Easy Steps for Fixing Gas Stoves

July 27, 2015

Easier Than It Looks

Don't let all those knobs and dials put you off. With a practice, you can diagnose gas stove problems and do simple repairs.

Easy Steps for Fixing Gas Stoves

A range that won’t light

The cooktop burners and the oven are ignited by separate pilot lights. If either pilot light is out, relight it. If both pilot lights won't light, the gas supply is probably cut off. For a range that won't light, follow these tips:

  • Check that the valve of the gas line is open; it may be located behind the range or under the cooktop.
  • A gas valve is open when the handle is pointing in the same direction as the pipe. If you have propane, the tank may be empty or the tank valve may be closed. Call your supplier for assistance.
  • If you had work done recently on gas lines or appliances, it's possible that the main valve was shut off. Call your gas company to turn it back on and check all pilot lights.
  • If the range seems to be getting gas, but still won't work, call for service.

Pilot light adjustment

To adjust a pilot light, follow these steps:

  • Most cooktop burners are controlled by a single pilot light under the range top. First, you need to find the pilot light. Once you have located this, look along the tube that supplies it with gas for an adjusting screw.
  • Move the screw in small increments until the flame is properly sized.
  • To raise the flame height, turn the screw counterclockwise.
  • To adjust the pilot light for the oven burner, remove the bottom cover from the oven. Turn the adjusting screw located on the safety valve or under the thermostat knob to correct the flame size.
  • If you can't find an adjusting screw, check the owner's manual or call for service on the unit.

Flame Adjustment

The flame in a gas burner is produced by a blend of gas and air. If the mixture is incorrect, the flame will not burn hot enough.

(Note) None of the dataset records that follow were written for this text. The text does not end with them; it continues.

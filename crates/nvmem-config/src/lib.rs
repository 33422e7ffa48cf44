//! TOML configuration for the persistent-memory planner.
//!
//! A config file carries logging settings, the planner's persistent mode, an
//! optional static platform description (capabilities plus modules) and a
//! goal request expressed in percentages. [`NvmemConfig::plan`] runs the full
//! allocation pipeline against the described platform.

mod diagnostics;
mod logging;
mod platform;
mod validation;

use std::path::{Path, PathBuf};
use std::sync::{Arc, OnceLock};

use nvmem_alloc::{
    AllocationError, DeviceLibrary, MemoryAllocationLayout, MemoryAllocator, PersistentMode,
};
use serde::{Deserialize, Serialize};
use thiserror::Error;

pub use diagnostics::{ConfigDiagnostics, ConfigValidationError, ConfigWarning, ValidationDiagnostics};
pub use logging::{global_log_buffer, init_tracing, LogBuffer};
pub use platform::{Capacity, DimmConfig, GoalRequestConfig, PlatformConfig};

/// Environment variable that points at an explicit config file.
///
/// Relative paths are resolved against the root passed to [`discover_config_path`].
pub const NVMEM_CONFIG_ENV_VAR: &str = "NVMEM_CONFIG_PATH";

const CONFIG_FILE_NAMES: [&str; 2] = ["nvmem.toml", ".nvmem.toml"];

static CONFIG_ENV_LOCK: OnceLock<parking_lot::ReentrantMutex<()>> = OnceLock::new();

/// Serializes code that reads or mutates [`NVMEM_CONFIG_ENV_VAR`].
///
/// Process environment is global; tests that set the variable must hold this
/// lock so concurrent discovery calls observe a consistent value.
pub fn with_config_env_lock<R>(f: impl FnOnce() -> R) -> R {
    let lock = CONFIG_ENV_LOCK.get_or_init(|| parking_lot::ReentrantMutex::new(()));
    let _guard = lock.lock();
    f()
}

#[derive(Debug, Clone, PartialEq, Default, Serialize, Deserialize)]
pub struct NvmemConfig {
    #[serde(default)]
    pub logging: LoggingConfig,

    #[serde(default)]
    pub planner: PlannerConfig,

    /// Static platform description. Without one there is nothing to plan
    /// against.
    #[serde(default)]
    pub platform: Option<PlatformConfig>,

    #[serde(default)]
    pub goal: GoalRequestConfig,
}

#[derive(Debug, Clone, Copy, PartialEq, Eq, Default, Serialize, Deserialize)]
pub struct PlannerConfig {
    /// Which persistent capability set app-direct extents are laid out with.
    #[serde(default)]
    pub persistent_mode: PersistentMode,
}

impl NvmemConfig {
    /// Device library described by `[platform]`, if any.
    pub fn library(&self) -> Option<Arc<dyn DeviceLibrary>> {
        self.platform
            .as_ref()
            .map(|platform| Arc::new(platform.to_library()) as Arc<dyn DeviceLibrary>)
    }

    /// Build the configured goal request and lay it out on the configured
    /// platform. Returns `Ok(None)` when no platform is described.
    pub fn plan(&self) -> Result<Option<MemoryAllocationLayout>, AllocationError> {
        let Some(library) = self.library() else {
            return Ok(None);
        };
        let request = self.goal.to_builder(library.clone()).build()?;
        let allocator = MemoryAllocator::new(library, self.planner.persistent_mode)?;
        allocator.layout(&request).map(Some)
    }
}

#[derive(Debug, Clone, PartialEq, Eq, Serialize, Deserialize)]
pub struct LoggingConfig {
    /// A level (`info`, `debug`, ...) or a full `EnvFilter` directive string.
    #[serde(default = "LoggingConfig::default_level")]
    pub level: String,

    /// Emit logs as JSON lines.
    #[serde(default)]
    pub json: bool,

    /// Mirror logs to stderr in addition to the in-memory buffer.
    #[serde(default = "LoggingConfig::default_stderr")]
    pub stderr: bool,

    /// Append logs to this file. If it cannot be opened, file logging is
    /// skipped and the other sinks stay active.
    #[serde(default)]
    pub file: Option<PathBuf>,

    /// Number of formatted lines kept in memory.
    #[serde(default = "LoggingConfig::default_buffer_lines")]
    pub buffer_lines: usize,
}

impl LoggingConfig {
    fn default_level() -> String {
        "info".to_owned()
    }

    fn default_stderr() -> bool {
        true
    }

    fn default_buffer_lines() -> usize {
        2_000
    }

    pub(crate) fn normalize_level_directives(input: &str) -> String {
        let trimmed = input.trim();
        if trimmed.is_empty() {
            return Self::default_level();
        }

        match trimmed.to_ascii_lowercase().as_str() {
            "trace" => "trace".to_owned(),
            "debug" => "debug".to_owned(),
            "info" => "info".to_owned(),
            "warn" | "warning" => "warn".to_owned(),
            "error" => "error".to_owned(),
            _ => trimmed.to_owned(),
        }
    }

    fn config_env_filter(&self) -> tracing_subscriber::EnvFilter {
        let directives = Self::normalize_level_directives(&self.level);
        tracing_subscriber::EnvFilter::try_new(directives).unwrap_or_else(|_| {
            tracing_subscriber::EnvFilter::default()
                .add_directive(tracing_subscriber::filter::LevelFilter::INFO.into())
        })
    }

    /// Effective filter: the configured level merged with `RUST_LOG`.
    ///
    /// An unparsable combination falls back to `RUST_LOG` alone, then to the
    /// configured level, then to `info`.
    pub fn env_filter(&self) -> tracing_subscriber::EnvFilter {
        let env_directives = std::env::var("RUST_LOG")
            .ok()
            .map(|value| value.trim().to_owned())
            .filter(|value| !value.is_empty());

        let config_directives = Self::normalize_level_directives(&self.level);

        match env_directives {
            Some(env_directives) => {
                let combined = format!("{config_directives},{env_directives}");
                tracing_subscriber::EnvFilter::try_new(combined)
                    .or_else(|_| tracing_subscriber::EnvFilter::try_new(env_directives))
                    .unwrap_or_else(|_| self.config_env_filter())
            }
            None => self.config_env_filter(),
        }
    }
}

impl Default for LoggingConfig {
    fn default() -> Self {
        Self {
            level: Self::default_level(),
            json: false,
            stderr: Self::default_stderr(),
            file: None,
            buffer_lines: Self::default_buffer_lines(),
        }
    }
}

#[derive(Debug, Error)]
pub enum ConfigError {
    #[error("failed to read config file {path}: {source}")]
    Io {
        path: String,
        #[source]
        source: std::io::Error,
    },
    #[error("failed to parse config: {0}")]
    Toml(String),
}

impl From<toml::de::Error> for ConfigError {
    fn from(err: toml::de::Error) -> Self {
        let location = err
            .span()
            .map(|span| format!(" (at byte {})", span.start))
            .unwrap_or_default();
        ConfigError::Toml(format!("{}{location}", err.message()))
    }
}

impl NvmemConfig {
    pub fn load_from_path(path: impl AsRef<Path>) -> Result<Self, ConfigError> {
        Self::load_from_path_with_diagnostics(path).map(|(config, _)| config)
    }

    /// Load a config and report unknown keys and validation findings.
    ///
    /// A config is returned whenever the TOML deserializes; callers decide
    /// what to do with `diagnostics.errors`.
    pub fn load_from_path_with_diagnostics(
        path: impl AsRef<Path>,
    ) -> Result<(Self, ConfigDiagnostics), ConfigError> {
        let path = path.as_ref();
        let text = std::fs::read_to_string(path).map_err(|source| ConfigError::Io {
            path: path.display().to_string(),
            source,
        })?;
        Self::load_from_str_with_diagnostics(&text)
    }

    pub fn load_from_str_with_diagnostics(
        text: &str,
    ) -> Result<(Self, ConfigDiagnostics), ConfigError> {
        let (config, unknown_keys): (NvmemConfig, Vec<String>) =
            diagnostics::deserialize_toml_with_unknown_keys(text)?;

        let mut diagnostics = ConfigDiagnostics {
            unknown_keys,
            ..ConfigDiagnostics::default()
        };
        diagnostics.extend_validation(config.validate());

        if !diagnostics.is_empty() {
            tracing::debug!(
                target: "nvmem.config",
                unknown_keys = diagnostics.unknown_keys.len(),
                warnings = diagnostics.warnings.len(),
                errors = diagnostics.errors.len(),
                "config loaded with diagnostics"
            );
        }
        Ok((config, diagnostics))
    }
}

/// Locate the config file for `root`.
///
/// [`NVMEM_CONFIG_ENV_VAR`] wins when set; otherwise the first of
/// `nvmem.toml` and `.nvmem.toml` that exists under `root`.
pub fn discover_config_path(root: &Path) -> Option<PathBuf> {
    with_config_env_lock(|| {
        if let Some(value) = std::env::var_os(NVMEM_CONFIG_ENV_VAR).filter(|v| !v.is_empty()) {
            let candidate = PathBuf::from(value);
            let path = if candidate.is_absolute() {
                candidate
            } else {
                root.join(candidate)
            };
            return Some(path.canonicalize().unwrap_or(path));
        }

        CONFIG_FILE_NAMES
            .iter()
            .map(|name| root.join(name))
            .find(|path| path.is_file())
            .map(|path| path.canonicalize().unwrap_or(path))
    })
}

/// Load the config for `root`, or defaults when none is found.
pub fn load_for_root(root: &Path) -> Result<(NvmemConfig, Option<PathBuf>), ConfigError> {
    let (config, path, _) = load_for_root_with_diagnostics(root)?;
    Ok((config, path))
}

pub fn load_for_root_with_diagnostics(
    root: &Path,
) -> Result<(NvmemConfig, Option<PathBuf>, ConfigDiagnostics), ConfigError> {
    match discover_config_path(root) {
        Some(path) => {
            let (config, diagnostics) = NvmemConfig::load_from_path_with_diagnostics(&path)?;
            tracing::debug!(target: "nvmem.config", path = %path.display(), "loaded config");
            Ok((config, Some(path), diagnostics))
        }
        None => Ok((NvmemConfig::default(), None, ConfigDiagnostics::default())),
    }
}
use glam::UVec2;
use wgpu::util::DeviceExt;

use super::texture;
use crate::error::{LightingError, Result};

/// Format of the host-written color and normal maps.
pub const MAP_FORMAT: wgpu::TextureFormat = wgpu::TextureFormat::Rgba8Unorm;
/// Float so that overlapping lights are not clamped before compositing.
pub const LIGHT_MAP_FORMAT: wgpu::TextureFormat = wgpu::TextureFormat::Rgba16Float;

/// The three offscreen buffers of the deferred pipeline.
pub struct RenderTargets {
    pub color: texture::Texture,
    pub normal: texture::Texture,
    pub light_map: texture::Texture,
}

fn check_size(size: UVec2, device: &wgpu::Device) -> Result<()> {
    let max = device.limits().max_texture_dimension_2d;
    if size.x == 0 || size.y == 0 || size.x > max || size.y > max {
        return Err(LightingError::InvalidTargetSize { width: size.x, height: size.y });
    }
    Ok(())
}

impl RenderTargets {
    pub fn new(size: UVec2, device: &wgpu::Device) -> Result<Self> {
        check_size(size, device)?;
        log::info!("creating {}x{} lighting targets", size.x, size.y);

        // Hosts fill the maps by rendering or by copying textures in.
        let map_usage = wgpu::TextureUsages::COPY_DST | wgpu::TextureUsages::COPY_SRC;
        return Ok(Self {
            color: texture::Texture::new_render_target(device, size, MAP_FORMAT, map_usage, Some("Color map")),
            normal: texture::Texture::new_render_target(device, size, MAP_FORMAT, map_usage, Some("Normal map")),
            light_map: texture::Texture::new_render_target(device, size, LIGHT_MAP_FORMAT, wgpu::TextureUsages::COPY_SRC, Some("Light map")),
        });
    }

    pub fn size(&self) -> UVec2 {
        self.color.resolution()
    }
}

#[repr(C)]
#[derive(Copy, Clone, Debug, bytemuck::Zeroable, bytemuck::Pod)]
pub struct QuadVertex {
    pub position: [f32; 2],
    pub uv: [f32; 2],
}

/// Triangle strip covering clip space, uv origin in the top left corner.
pub const SCREEN_QUAD: [QuadVertex; 4] = [
    QuadVertex { position: [-1.0, 1.0], uv: [0.0, 0.0] },
    QuadVertex { position: [1.0, 1.0], uv: [1.0, 0.0] },
    QuadVertex { position: [-1.0, -1.0], uv: [0.0, 1.0] },
    QuadVertex { position: [1.0, -1.0], uv: [1.0, 1.0] },
];

const QUAD_ATTRIBUTES: [wgpu::VertexAttribute; 2] = wgpu::vertex_attr_array![0 => Float32x2, 1 => Float32x2];

pub struct ScreenQuad {
    pub vertex_buffer: wgpu::Buffer,
}

impl ScreenQuad {
    pub fn new(device: &wgpu::Device) -> Self {
        let vertex_buffer = device.create_buffer_init(&wgpu::util::BufferInitDescriptor {
            label: Some("Screen quad"),
            contents: bytemuck::cast_slice(&SCREEN_QUAD),
            usage: wgpu::BufferUsages::VERTEX,
        });
        Self { vertex_buffer }
    }

    pub fn layout() -> wgpu::VertexBufferLayout<'static> {
        wgpu::VertexBufferLayout {
            array_stride: std::mem::size_of::<QuadVertex>() as wgpu::BufferAddress,
            step_mode: wgpu::VertexStepMode::Vertex,
            attributes: &QUAD_ATTRIBUTES,
        }
    }

    pub fn vertex_count() -> u32 {
        SCREEN_QUAD.len() as u32
    }

    pub fn primitive() -> wgpu::PrimitiveState {
        wgpu::PrimitiveState {
            topology: wgpu::PrimitiveTopology::TriangleStrip,
            strip_index_format: None,
            front_face: wgpu::FrontFace::Ccw,
            cull_mode: None,
            polygon_mode: wgpu::PolygonMode::Fill,
            unclipped_depth: false,
            conservative: false,
        }
    }
}
use glam::Vec3;

use crate::renderer::light::{Light, LightKind};

/// Integer screen rectangle, used for the visible region and light bounds.
#[derive(Copy, Clone, Debug, Default, PartialEq, Eq)]
pub struct Rect {
    pub x: i32,
    pub y: i32,
    pub width: i32,
    pub height: i32,
}

impl Rect {
    pub const fn new(x: i32, y: i32, width: i32, height: i32) -> Self {
        Self { x, y, width, height }
    }

    pub fn right(&self) -> i32 {
        self.x.saturating_add(self.width)
    }

    pub fn bottom(&self) -> i32 {
        self.y.saturating_add(self.height)
    }

    /// Strict overlap; rectangles sharing only an edge do not intersect.
    pub fn intersects(&self, other: &Rect) -> bool {
        other.x < self.right() && self.x < other.right() && other.y < self.bottom() && self.y < other.bottom()
    }

    /// Translation that moves world positions into this rectangle's space.
    pub fn offset(&self) -> Vec3 {
        Vec3::new(-(self.x as f32), -(self.y as f32), 0.0)
    }
}

/// Conservative screen bounds of the area a light can reach.
///
/// Spot lights get twice the reach of point lights since the cone itself is
/// not modelled.
pub fn light_bounds(light: &Light) -> Rect {
    let reach = match light.kind() {
        LightKind::Point => light.decay,
        LightKind::Spot(_) => 2.0 * light.decay,
    };
    Rect::new(
        (light.position.x - reach) as i32,
        (light.position.y - reach) as i32,
        (2.0 * reach) as i32,
        (2.0 * reach) as i32,
    )
}

pub fn is_visible(light: &Light, viewport: &Rect) -> bool {
    light_bounds(light).intersects(viewport)
}

#[cfg(test)]
mod tests {
    use super::*;

    const VIEW: Rect = Rect::new(0, 0, 640, 480);

    fn point_at(x: f32, y: f32, decay: f32) -> Light {
        Light::point().with_position(Vec3::new(x, y, 20.0)).with_decay(decay)
    }

    fn spot_at(x: f32, y: f32, decay: f32) -> Light {
        Light::spot().with_position(Vec3::new(x, y, 20.0)).with_decay(decay)
    }

    #[test]
    fn test_intersects() {
        assert!(VIEW.intersects(&Rect::new(600, 400, 100, 100)));
        assert!(VIEW.intersects(&Rect::new(-10, -10, 20, 20)));
        assert!(VIEW.intersects(&Rect::new(10, 10, 5, 5)));
        assert!(!VIEW.intersects(&Rect::new(640, 0, 10, 10)));
        assert!(!VIEW.intersects(&Rect::new(-10, 0, 10, 10)));
        assert!(!VIEW.intersects(&Rect::new(0, 480, 10, 10)));
    }

    #[test]
    fn test_point_bounds() {
        assert_eq!(light_bounds(&point_at(320.0, 240.0, 300.0)), Rect::new(20, -60, 600, 600));
        // Truncation toward zero, as integer rectangles do.
        assert_eq!(light_bounds(&point_at(10.7, 10.7, 5.5)), Rect::new(5, 5, 11, 11));
    }

    #[test]
    fn test_spot_bounds_are_doubled() {
        assert_eq!(light_bounds(&spot_at(320.0, 240.0, 100.0)), Rect::new(120, 40, 400, 400));
    }

    #[test]
    fn test_point_culling() {
        assert!(is_visible(&point_at(320.0, 240.0, 10.0), &VIEW));
        assert!(is_visible(&point_at(-50.0, 240.0, 60.0), &VIEW));
        assert!(!is_visible(&point_at(-50.0, 240.0, 40.0), &VIEW));
        // Box ends exactly on the viewport edge.
        assert!(!is_visible(&point_at(-50.0, 240.0, 50.0), &VIEW));
        assert!(!is_visible(&point_at(800.0, 240.0, 100.0), &VIEW));
    }

    #[test]
    fn test_spot_reaches_further_than_point() {
        let viewport = Rect::new(0, 0, 640, 480);
        assert!(!is_visible(&point_at(-150.0, 240.0, 100.0), &viewport));
        assert!(is_visible(&spot_at(-150.0, 240.0, 100.0), &viewport));
        assert!(!is_visible(&spot_at(-250.0, 240.0, 100.0), &viewport));
    }

    #[test]
    fn test_offset() {
        assert_eq!(Rect::new(100, -20, 640, 480).offset(), Vec3::new(-100.0, 20.0, 0.0));
        assert_eq!(Rect::new(i32::MIN, i32::MIN, 1, 1).offset(), Vec3::new(2_147_483_648.0, 2_147_483_648.0, 0.0));
    }
}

Always be careful working around open flames. These tips will help you with flame adjustment:

  • Look for a circle of flames 2.5 centimetres high. Flames should be steady and blue and taper to a small orange tip.  You can adjust air shutters on burner tubes on each burner.
  • Begin by removing the range top and locating the air shutter.
  • Turn the burner on high and open the shutter until the flame is noisy and unsteady.
  • Close the shutter slowly to produce the desired blue flames. There should be a safe distance between flame and shutter.
  • When you have a good flame, tighten the retaining screw.

Pilot Light Keeps Going Out

A pilot light has to be steady for a gas stove to operate properly. If your pilot keeps going out, check the following:

  • If the pilot flame ignites but goes out right away, increase the flow of gas by turning the adjusting screw.
  • If the flame is the right height, change the gas/air mixture.
  • If the problem persists, look for drafts around your home. Open windows or slamming doors can cause a pilot light to go out.

Pilotless Range Won't Light

In order to ignite a range, your gas stove needs electricity. If the range won't light, the following steps may help:

  • Make sure that the stove is plugged in and a circuit breaker hasn't tripped or fuse blown.
  • Turn on a burner and hold a lit match over it. If it won't ignite, gas is probably not reaching the range.
  • Make sure that gas valves are open. If the burner can be lit with a match, an igniter may be faulty.
  • There are two igniters, each controlling two burners. Lift or remove the range top and turn on the burners. You should hear a click in the igniter or see sparks. If you don't, the igniter should be cleaned or replaced.

Gas Stove Care

With practice, diagnosing and fixing minor problems will help you keep your gas stove in great working order.